Stockholm, July 18, 2024 (Reuters) – Swedish automaker Volvo Cars reported a record operating profit in the second quarter, beating analyst expectations. However, the company also lowered its full-year sales outlook in response to the European Union’s decision to impose steep import tariffs on Chinese-made cars.
Key takeaways:
- Record operating profit: Volvo Cars reported an operating profit (EBIT) of 8.2 billion Swedish kronor (€712.52 million) in the second quarter, the highest ever for a single quarter and up 28% from the same period last year.

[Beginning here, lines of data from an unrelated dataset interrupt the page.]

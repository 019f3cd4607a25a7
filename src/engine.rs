//! Core batch scheduler.
//!
//! Orchestrates one run: partitions the input into fixed-size batches,
//! classifies each batch's items with bounded concurrency, forwards hits to
//! the sink, merges batch-level totals into the shared stats, paces between
//! batches, and assembles the final report.
//!
//! Failure discipline: a single item's classifier error is data on that
//! item's result. Sink and notifier errors are logged. Only a fault in the
//! scheduling machinery itself (worker panic, failed join, closed pool)
//! aborts the run, and even that surfaces as `success=false` on the report
//! rather than an `Err`.

use std::sync::Arc;
use std::time::Instant;

use tracing::{debug, info, warn};
use uuid::Uuid;

use crate::classify::Classifier;
use crate::models::config::ScanConfig;
use crate::models::errors::EngineError;
use crate::models::types::{HitRecord, ItemResult, RunReport};
use crate::notify::{EventKind, Notifier, NotifyEvent, Severity};
use crate::pool::{bounded_map, CancelFlag};
use crate::sink::ResultSink;
use crate::stats::{StatsCollector, StatsUpdate};

/// Batch scheduler: the single entry point for a run.
pub struct BatchScanner {
    config: ScanConfig,
    classifier: Arc<dyn Classifier>,
    sink: Arc<dyn ResultSink>,
    notifier: Arc<dyn Notifier>,
    stats: Arc<StatsCollector>,
    cancel: CancelFlag,
}

impl BatchScanner {
    /// Build a scanner with its own stats collector.
    pub fn new(
        config: ScanConfig,
        classifier: Arc<dyn Classifier>,
        sink: Arc<dyn ResultSink>,
        notifier: Arc<dyn Notifier>,
    ) -> Self {
        Self::with_stats(config, classifier, sink, notifier, Arc::new(StatsCollector::new()))
    }

    /// Build a scanner sharing an existing collector (so a broadcaster and
    /// its subscribers keep observing across runs).
    pub fn with_stats(
        config: ScanConfig,
        classifier: Arc<dyn Classifier>,
        sink: Arc<dyn ResultSink>,
        notifier: Arc<dyn Notifier>,
        stats: Arc<StatsCollector>,
    ) -> Self {
        Self {
            config: config.validated(),
            classifier,
            sink,
            notifier,
            stats,
            cancel: CancelFlag::new(),
        }
    }

    /// Live stats read accessor
    pub fn stats(&self) -> crate::stats::RunStats {
        self.stats.snapshot()
    }

    /// Shared stats collector, for wiring up a broadcaster
    pub fn stats_collector(&self) -> Arc<StatsCollector> {
        self.stats.clone()
    }

    /// Cancellation handle. Takes effect at the next batch boundary at the
    /// latest; in-flight items in the current batch drain.
    pub fn cancel_flag(&self) -> CancelFlag {
        self.cancel.clone()
    }

    /// Run the whole input through batched, bounded-concurrency
    /// classification and return the final report.
    pub async fn run(&self, items: Vec<String>) -> RunReport {
        let run_id = Uuid::new_v4().to_string();
        let started = Instant::now();
        self.stats.reset();

        let total_items = items.len();
        let batch_size = self.config.batch_size;
        let batch_count = total_items.div_ceil(batch_size);

        info!(
            "🚀 Run {}: {} items in {} batches of up to {} ({} in flight)",
            run_id, total_items, batch_count, batch_size, self.config.concurrency_limit
        );
        self.stats.update(StatsUpdate::log_line(format!(
            "🚀 Starting batch run of {} items.",
            total_items
        )));

        if items.is_empty() {
            let report = self.assemble_report(run_id, started, RunTotals::default(), vec![], false, None);
            self.notify_run_complete(&report).await;
            return report;
        }

        let mut totals = RunTotals::default();
        let mut hits: Vec<HitRecord> = Vec::new();
        let mut fatal: Option<EngineError> = None;
        let mut cancelled = false;

        for (batch_idx, batch) in items.chunks(batch_size).enumerate() {
            if self.cancel.is_cancelled() {
                info!("🛑 Run {} cancelled at batch boundary {}/{}", run_id, batch_idx, batch_count);
                cancelled = true;
                break;
            }

            debug!("⏳ Batch {}/{}...", batch_idx + 1, batch_count);
            self.stats.update(StatsUpdate::log_line(format!(
                "⏳ Batch {}/{}...",
                batch_idx + 1,
                batch_count
            )));

            let results = match self.run_batch(batch_idx, batch).await {
                Ok(results) => results,
                Err(e) => {
                    warn!("❌ Run {} aborted in batch {}: {}", run_id, batch_idx + 1, e);
                    fatal = Some(e);
                    break;
                }
            };

            for result in results.into_iter().flatten() {
                totals.processed += 1;
                self.absorb_result(&mut totals, &mut hits, result).await;
            }

            // Merge absolute totals after the batch; the collector never
            // sees deltas, so reordered updates cannot double-count.
            let elapsed = started.elapsed().as_secs_f64();
            let rate = if elapsed > 0.0 {
                totals.processed as f64 / elapsed
            } else {
                0.0
            };
            self.stats.update(StatsUpdate {
                total_processed: Some(totals.processed),
                total_valid: Some(totals.valid),
                total_filled: Some(totals.filled),
                total_hits: Some(totals.hits),
                items_per_sec: Some(rate),
                log: None,
            });

            self.notify_best_effort(
                NotifyEvent::new(
                    EventKind::BatchCompleted,
                    Severity::Info,
                    format!("Batch {}/{} complete", batch_idx + 1, batch_count),
                )
                .with_detail("processed", totals.processed.to_string())
                .with_detail("hits", totals.hits.to_string()),
            )
            .await;

            let is_last = batch_idx + 1 == batch_count;
            if !is_last && !self.cancel.is_cancelled() && !self.config.inter_batch_delay.is_zero() {
                debug!(
                    "⏱️ Waiting {}ms before next batch...",
                    self.config.inter_batch_delay.as_millis()
                );
                tokio::time::sleep(self.config.inter_batch_delay).await;
            }
        }

        let report = self.assemble_report(run_id, started, totals, hits, cancelled, fatal);
        self.stats.update(StatsUpdate::log_line(format!(
            "✅ Batch run complete: {} items processed.",
            report.total_processed
        )));
        self.notify_run_complete(&report).await;
        report
    }

    /// Dispatch one batch through the bounded parallel map. Every item's
    /// classifier call carries its own timeout; failures become data on the
    /// item result instead of unwinding.
    async fn run_batch(
        &self,
        batch_idx: usize,
        batch: &[String],
    ) -> Result<Vec<Option<ItemResult>>, EngineError> {
        let classifier = self.classifier.clone();
        let item_timeout = self.config.item_timeout;
        let base_index = batch_idx * self.config.batch_size;

        bounded_map(
            batch.to_vec(),
            self.config.concurrency_limit,
            self.cancel.clone(),
            move |offset, item| {
                let classifier = classifier.clone();
                async move {
                    let index = base_index + offset;
                    match tokio::time::timeout(item_timeout, classifier.classify(&item)).await {
                        Ok(Ok(outcome)) => ItemResult::classified(index, item, outcome),
                        Ok(Err(e)) => ItemResult::errored(index, item, &e),
                        Err(_) => {
                            ItemResult::errored(index, item, &EngineError::item_timeout(item_timeout))
                        }
                    }
                }
            },
        )
        .await
    }

    /// Fold one item result into the running totals; forward hits.
    async fn absorb_result(
        &self,
        totals: &mut RunTotals,
        hits: &mut Vec<HitRecord>,
        result: ItemResult,
    ) {
        if let Some(error) = &result.error {
            warn!("🔥 Item {} failed: {}", result.index, error);
            self.stats.update(StatsUpdate::log_line(format!(
                "Error processing item {}: {}",
                result.index, error
            )));
            return;
        }

        let Some(outcome) = &result.outcome else {
            return;
        };
        if outcome.valid {
            totals.valid += 1;
        }
        if outcome.filled {
            totals.filled += 1;
        }

        if let Some(hit) = HitRecord::from_result(&result) {
            totals.hits += 1;
            info!("💰 Hit at item {}: {}", hit.index, hit.item);
            self.forward_hit(&hit).await;
            hits.push(hit);
        }
    }

    /// Send a hit to the sink (bounded wait, retried per policy, then
    /// logged) and emit a hit-found notification.
    async fn forward_hit(&self, hit: &HitRecord) {
        let sink = self.sink.clone();
        let collab_timeout = self.config.collab_timeout;
        let stored = self
            .config
            .sink_retry
            .run(|| {
                let sink = sink.clone();
                let hit = hit.clone();
                async move {
                    match tokio::time::timeout(collab_timeout, sink.store(&hit)).await {
                        Ok(result) => result,
                        Err(_) => Err(EngineError::sink_timeout(collab_timeout)),
                    }
                }
            })
            .await;

        if let Err(e) = stored {
            // The hit stays in the in-memory report regardless
            warn!("⚠️ Sink store failed for item {}: {}", hit.index, e);
        }

        let mut event = NotifyEvent::new(
            EventKind::HitFound,
            Severity::Critical,
            format!("💰 Hit found at item {}", hit.index),
        )
        .with_detail("index", hit.index.to_string());
        if let Some(record) = hit.records.first() {
            event = event
                .with_detail("label", record.label.clone())
                .with_detail("reading", record.reading.to_string());
        }
        self.notify_best_effort(event).await;
    }

    fn assemble_report(
        &self,
        run_id: String,
        started: Instant,
        totals: RunTotals,
        mut hits: Vec<HitRecord>,
        cancelled: bool,
        fatal: Option<EngineError>,
    ) -> RunReport {
        let elapsed = started.elapsed().as_secs_f64();
        let rate = if elapsed > 0.0 && totals.processed > 0 {
            totals.processed as f64 / elapsed
        } else {
            0.0
        };

        // The cap applies to the report's embedded list only; the sink
        // already received every hit.
        let hits_truncated = match self.config.output_limit {
            Some(cap) if hits.len() > cap => {
                let dropped = hits.len() - cap;
                hits.truncate(cap);
                dropped
            }
            _ => 0,
        };

        RunReport {
            run_id,
            success: fatal.is_none(),
            total_processed: totals.processed,
            total_valid: totals.valid,
            total_filled: totals.filled,
            total_hits: totals.hits,
            elapsed_secs: elapsed,
            items_per_sec: rate,
            hits,
            hits_truncated,
            cancelled,
            error: fatal.map(|e| e.to_string()),
        }
    }

    async fn notify_run_complete(&self, report: &RunReport) {
        let (severity, message) = if !report.success {
            (
                Severity::Error,
                format!(
                    "❌ Run failed: {}",
                    report.error.as_deref().unwrap_or("unknown error")
                ),
            )
        } else if report.total_hits > 0 {
            (
                Severity::Success,
                format!("💰 Run finished! Hits found: {}", report.total_hits),
            )
        } else {
            (
                Severity::Info,
                "⚡ Run finished. No hits found.".to_string(),
            )
        };

        self.notify_best_effort(
            NotifyEvent::new(EventKind::RunCompleted, severity, message)
                .with_detail("run_id", report.run_id.clone())
                .with_detail("processed", report.total_processed.to_string())
                .with_detail("elapsed_secs", format!("{:.2}", report.elapsed_secs)),
        )
        .await;
    }

    /// Deliver a notification without letting a slow or broken notifier
    /// affect the run. Never retried within the same run.
    async fn notify_best_effort(&self, event: NotifyEvent) {
        match tokio::time::timeout(self.config.collab_timeout, self.notifier.notify(event)).await {
            Ok(Ok(())) => {}
            Ok(Err(e)) => warn!("⚠️ Notifier failed: {}", e),
            Err(_) => warn!(
                "⚠️ Notifier exceeded {}ms budget",
                self.config.collab_timeout.as_millis()
            ),
        }
    }
}

/// One-shot entry point: build a scanner around the collaborators and run
/// a single batch job.
pub async fn run_batches(
    items: Vec<String>,
    config: ScanConfig,
    classifier: Arc<dyn Classifier>,
    sink: Arc<dyn ResultSink>,
    notifier: Arc<dyn Notifier>,
) -> RunReport {
    BatchScanner::new(config, classifier, sink, notifier)
        .run(items)
        .await
}

/// Running totals for one run, owned by the scheduler loop.
#[derive(Debug, Default, Clone, Copy)]
struct RunTotals {
    processed: u64,
    valid: u64,
    filled: u64,
    hits: u64,
}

- Beat analyst expectations: Analysts had expected EBIT of 6.7 billion kronor.
- Lowered full-year sales outlook: Volvo Cars now expects full-year sales to grow by 12-15%, down from its previous forecast of 15%.
- Reason for downgrade: The EU’s imposition of import tariffs on Chinese cars.
- Declining demand for electric vehicles in the EU: The tariffs are expected to further dampen demand for EVs, which is already on the decline.
- Volvo Cars still expects sales growth: The company still expects sales to grow, but at a slower pace than previously anticipated.
CEO’s comment:
“We continue to see growth ahead, but we also see some challenges,” Volvo Cars CEO Jim Rowan told Reuters. “The tariffs are one of them,” he added, but said he was confident that the issue could be resolved and that the company could achieve its original sales growth target.